PROBLEM DETAILS ▸
Each entry needs to be reproduced verbatim.

:: AVAILABLE DATA

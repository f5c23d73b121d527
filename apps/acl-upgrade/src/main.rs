//! Newscoop 3.5 upgrade step: LiveUser permissions to ACL rules.

#![forbid(unsafe_code)]

mod upgrade_config;

use std::sync::Arc;

use newscoop_application::{
    AclMigrationReport, AclMigrationService, MigrationMode, RightNameMapping,
};
use newscoop_core::{AppError, AppResult};
use newscoop_infrastructure::{MySqlLegacyAclStore, load_right_name_mapping};
use sqlx::MySqlPool;
use sqlx::mysql::MySqlPoolOptions;
use tracing::{info, warn};

use crate::upgrade_config::{UpgradeConfig, init_tracing};

#[tokio::main]
async fn main() -> Result<(), AppError> {
    dotenvy::dotenv().ok();
    init_tracing();

    let config = UpgradeConfig::load()?;
    let mapping = match &config.right_name_mapping_path {
        Some(path) => load_right_name_mapping(path).await?,
        None => RightNameMapping::bundled()?,
    };

    let pool = connect_pool(&config).await?;
    let store = MySqlLegacyAclStore::new(pool);
    ensure_acl_tables_are_empty(store.existing_role_count().await?)?;

    let mapping_entries = mapping.len();
    let service = AclMigrationService::new(Arc::new(mapping), config.unknown_right_policy);
    info!(
        mapping_entries,
        unknown_right_policy = service.unknown_right_policy().as_str(),
        dry_run = config.mode == MigrationMode::DryRun,
        "starting acl migration"
    );

    let report = service.run_atomic(&store, config.mode).await?;
    log_report(&report, config.mode);

    Ok(())
}

async fn connect_pool(config: &UpgradeConfig) -> AppResult<MySqlPool> {
    MySqlPoolOptions::new()
        .max_connections(config.database_max_connections)
        .connect(config.database_url.as_str())
        .await
        .map_err(|error| AppError::Internal(format!("failed to connect to database: {error}")))
}

/// Role ids restart at 1 on every run, so any existing `acl_role` row would
/// collide with the new batch on the primary key.
fn ensure_acl_tables_are_empty(existing_roles: i64) -> AppResult<()> {
    if existing_roles == 0 {
        return Ok(());
    }

    Err(AppError::Conflict(format!(
        "acl_role already contains {existing_roles} rows; the permission upgrade appears to have run already"
    )))
}

fn log_report(report: &AclMigrationReport, mode: MigrationMode) {
    for skipped in &report.skipped_rights {
        warn!(
            principal = %skipped.principal,
            right_name = %skipped.right_name,
            "skipped legacy right without acl mapping"
        );
    }

    if !report.wrote_acl_rows() {
        info!(
            groups = report.groups_migrated,
            users = report.users_migrated,
            "no legacy rights to migrate; acl tables left untouched"
        );
    }

    let elapsed_ms = (report.finished_at - report.started_at).num_milliseconds();
    let outcome = match mode {
        MigrationMode::Commit => "acl migration committed",
        MigrationMode::DryRun => "acl migration dry run rolled back",
    };

    info!(
        groups = report.groups_migrated,
        users = report.users_migrated,
        rules = report.rules_inserted,
        roles = report.roles_inserted,
        skipped_rights = report.skipped_rights.len(),
        elapsed_ms,
        "{outcome}"
    );
}

#[cfg(test)]
mod tests {
    use newscoop_core::AppError;

    use super::ensure_acl_tables_are_empty;

    #[test]
    fn empty_acl_role_table_lets_the_upgrade_run() {
        assert!(ensure_acl_tables_are_empty(0).is_ok());
    }

    #[test]
    fn existing_acl_roles_always_block_the_upgrade() {
        assert!(matches!(
            ensure_acl_tables_are_empty(3),
            Err(AppError::Conflict(message)) if message.contains("3 rows")
        ));
    }
}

::::

RESPONSE AREA ▸
repository f5c23d73b121d527
filename apps/acl-upgrade/src/main.rs
//! Newscoop 3.5 upgrade step: LiveUser permissions to ACL rules.

#![forbid(unsafe_code)]

mod upgrade_config;

use std::sync::Arc;

use newscoop_application::{
    AclMigrationReport, AclMigrationService, MigrationMode, RightNameMapping,
};
use newscoop_core::{AppError, AppResult};
use newscoop_infrastructure::{MySqlLegacyAclStore, load_right_name_mapping};
use sqlx::MySqlPool;
use sqlx::mysql::MySqlPoolOptions;
use tracing::{info, warn};

use crate::upgrade_config::{UpgradeConfig, init_tracing};

#[tokio::main]
async fn main() -> Result<(), AppError> {
    dotenvy::dotenv().ok();
    init_tracing();

    let config = UpgradeConfig::load()?;
    let mapping = match &config.right_name_mapping_path {
        Some(path) => load_right_name_mapping(path).await?,
        None => RightNameMapping::bundled()?,
    };

    let pool = connect_pool(&config).await?;
    let store = MySqlLegacyAclStore::new(pool);
    ensure_acl_tables_are_empty(store.existing_role_count().await?)?;

    let mapping_entries = mapping.len();
    let service = AclMigrationService::new(Arc::new(mapping), config.unknown_right_policy);
    info!(
        mapping_entries,
        unknown_right_policy = service.unknown_right_policy().as_str(),
        dry_run = config.mode == MigrationMode::DryRun,
        "starting acl migration"
    );

    let report = service.run_atomic(&store, config.mode).await?;
    log_report(&report, config.mode);

    Ok(())
}

async fn connect_pool(config: &UpgradeConfig) -> AppResult<MySqlPool> {
    MySqlPoolOptions::new()
        .max_connections(config.database_max_connections)
        .connect(config.database_url.as_str())
        .await
        .map_err(|error| AppError::Internal(format!("failed to connect to database: {error}")))
}

/// Role ids restart at 1 on every run, so any existing `acl_role` row would
/// collide with the new batch on the primary key.
fn ensure_acl_tables_are_empty(existing_roles: i64) -> AppResult<()> {
    if existing_roles == 0 {
        return Ok(());
    }

    Err(AppError::Conflict(format!(
        "acl_role already contains {existing_roles} rows; the permission upgrade appears to have run already"
    )))
}

fn log_report(report: &AclMigrationReport, mode: MigrationMode) {
    for skipped in &report.skipped_rights {
        warn!(
            principal = %skipped.principal,
            right_name = %skipped.right_name,
            "skipped legacy right without acl mapping"
        );
    }

    if !report.wrote_acl_rows() {
        info!(
            groups = report.groups_migrated,
            users = report.users_migrated,
            "no legacy rights to migrate; acl tables left untouched"
        );
    }

    let elapsed_ms = (report.finished_at - report.started_at).num_milliseconds();
    let outcome = match mode {
        MigrationMode::Commit => "acl migration committed",
        MigrationMode::DryRun => "acl migration dry run rolled back",
    };

    info!(
        groups = report.groups_migrated,
        users = report.users_migrated,
        rules = report.rules_inserted,
        roles = report.roles_inserted,
        skipped_rights = report.skipped_rights.len(),
        elapsed_ms,
        "{outcome}"
    );
}

#[cfg(test)]
mod tests {
    use newscoop_core::AppError;

    use super::ensure_acl_tables_are_empty;

    #[test]
    fn empty_acl_role_table_lets_the_upgrade_run() {
        assert!(ensure_acl_tables_are_empty(0).is_ok());
    }

    #[test]
    fn existing_acl_roles_always_block_the_upgrade() {
        assert!(matches!(
            ensure_acl_tables_are_empty(3),
            Err(AppError::Conflict(message)) if message.contains("3 rows")
        ));
    }
}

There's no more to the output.